Une traduction française de Mo Yan coupable de violation du copyright ?

Clément Solym - 25.10.2012

Edition - Les maisons - Mo Yan - La Carte au trésor - éditions Philippe Picquier


Le site French.China.org n'y va pas avec le dos de la baguette : la couverture de La Carte au trésor du Nobel Mo Yan, publié par les éditions Philippe Picquier, violerait « les lois du copyright » en utilisant une peinture de Guo Wei sans son accord préalable. Le peintre s'est exprimé sur Weibo, le Twitter chinois, pour faire part de sa surprise.

 

 

 

Un internaute chinois, visiblement au fait du monde de l'édition française, a publié sur le réseau social Weibo la couverture de La Carte au trésor, dans la version poche publiée en 2006 par les éditions Philippe Picquier. L'auteur de la peinture, Guo Wei, a réagi en confirmant les informations qu'apportait l'internaute sur l'origine de la couverture : « Oui, il s'agit bien de mon oeuvre, mais la maison d'édition n'a pas obtenu ma permission avant la publication du livre. »

 

Aux éditions Philippe Picquier, on prend connaissance de l'information avec une surprise non dissimulée : « Les droits nous sont accordés par la Galerie Loft, à Paris, et c'est cette même galerie qui est chargée de prévenir l'auteur » explique Antonia Bou, responsable de l'achat et de la gestion des droits. « S'il y a le moindre souci, nous régulariserons la situation, nous ne sommes pas à 300 € près. Dans la plupart des cas, les droits de reproduction pour une couverture sont cédés gratuitement, en raison de la promotion qui est faite pour l'artiste. »

 

La Galerie Loft, contactée par ActuaLitté, nous confirme que « l'image provient bien de notre propre banque » et que la Galerie représente officiellement Guo Wei en France.

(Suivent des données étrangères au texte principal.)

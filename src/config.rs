//! Layered settings for the dealership engine.
//!
//! Sources, lowest precedence first:
//! 1. Defaults in code
//! 2. An optional `dealerbook.toml` in the working directory
//! 3. Environment variables with the `DEALERBOOK__` prefix, e.g.
//!    `DEALERBOOK__AUTH__JWT_SECRET`

use config::{ConfigError, Environment, File};
use serde::Deserialize;

pub const DEFAULT_DATABASE_PATH: &str = "dealerbook.db";

#[derive(Debug, Clone, Deserialize)]
pub struct Settings {
    pub database: DatabaseSettings,
    pub auth: AuthSettings,
    pub log: LogSettings,
}

#[derive(Debug, Clone, Deserialize)]
pub struct DatabaseSettings {
    /// Path of the SQLite file
    pub path: String,

    /// Upper bound on pooled connections
    pub max_connections: u32,

    /// How long a writer waits on a locked database before giving up
    pub busy_timeout_ms: u64,
}

#[derive(Debug, Clone, Deserialize)]
pub struct AuthSettings {
    /// HS256 signing secret for session tokens
    pub jwt_secret: String,

    pub token_ttl_hours: i64,

    /// bcrypt work factor for new password hashes
    pub bcrypt_cost: u32,
}

#[derive(Debug, Clone, Deserialize)]
pub struct LogSettings {
    /// `tracing_subscriber::EnvFilter` directive used when `RUST_LOG` is unset
    pub filter: String,
}

impl Settings {
    /// Load settings from defaults, the optional config file and the environment.
    pub fn load() -> Result<Self, ConfigError> {
        let defaults = Settings::default();

        let settings = config::Config::builder()
            .set_default("database.path", defaults.database.path)?
            .set_default("database.max_connections", defaults.database.max_connections)?
            .set_default("database.busy_timeout_ms", defaults.database.busy_timeout_ms)?
            .set_default("auth.jwt_secret", defaults.auth.jwt_secret)?
            .set_default("auth.token_ttl_hours", defaults.auth.token_ttl_hours)?
            .set_default("auth.bcrypt_cost", defaults.auth.bcrypt_cost)?
            .set_default("log.filter", defaults.log.filter)?
            .add_source(File::with_name("dealerbook").required(false))
            .add_source(
                Environment::with_prefix("DEALERBOOK")
                    .prefix_separator("__")
                    .separator("__")
                    .try_parsing(true),
            )
            .build()?;

        settings.try_deserialize()
    }

    pub fn with_database_path(mut self, path: impl Into<String>) -> Self {
        self.database.path = path.into();
        self
    }
}

impl Default for Settings {
    fn default() -> Self {
        Self {
            database: DatabaseSettings::default(),
            auth: AuthSettings::default(),
            log: LogSettings {
                filter: "dealerbook=info,sqlx=warn".to_string(),
            },
        }
    }
}

impl Default for DatabaseSettings {
    fn default() -> Self {
        Self {
            path: DEFAULT_DATABASE_PATH.to_string(),
            max_connections: 5,
            busy_timeout_ms: 5_000,
        }
    }
}

impl Default for AuthSettings {
    fn default() -> Self {
        Self {
            jwt_secret: "change-me-in-production".to_string(),
            token_ttl_hours: 24,
            bcrypt_cost: bcrypt::DEFAULT_COST,
        }
    }
}

#[cfg(test)]
mod tests {
    use super::*;

    #[test]
    fn test_defaults() {
        let settings = Settings::default();
        assert_eq!(settings.database.path, DEFAULT_DATABASE_PATH);
        assert_eq!(settings.auth.token_ttl_hours, 24);
        assert!(settings.database.busy_timeout_ms > 0);
    }

    #[test]
    fn test_with_database_path() {
        let settings = Settings::default().with_database_path("/tmp/other.db");
        assert_eq!(settings.database.path, "/tmp/other.db");
    }
}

Et juge que le message de l'auteur est dû à un oubli : « Il a dû se dire que cela ne venait pas de nous, même s'il ne nous a pas contactés pour l'instant. » Notre interlocutrice nous précise que l'auteur a toujours un droit d'opposition a posteriori, et que la cession est de toute façon effectuée avec son accord - ou celui de ses avocats.

 

Un problème de communication, visiblement, qui n'est toutefois pas un cas isolé : « Avec le Japon, les droits sont difficiles à obtenir, pour des raisons plus logistiques que financières », nous explique  Isabelle Lacroze, responsable des relations presse chez l'éditeur français. « Pour L'histoire du manga, par exemple, nous avions pris beaucoup de retard ainsi. Nous avons un bon réseau en Chine et au Japon, c'est plus facile pour nous, mais la France n'est pas une priorité dans ce type de négociations. »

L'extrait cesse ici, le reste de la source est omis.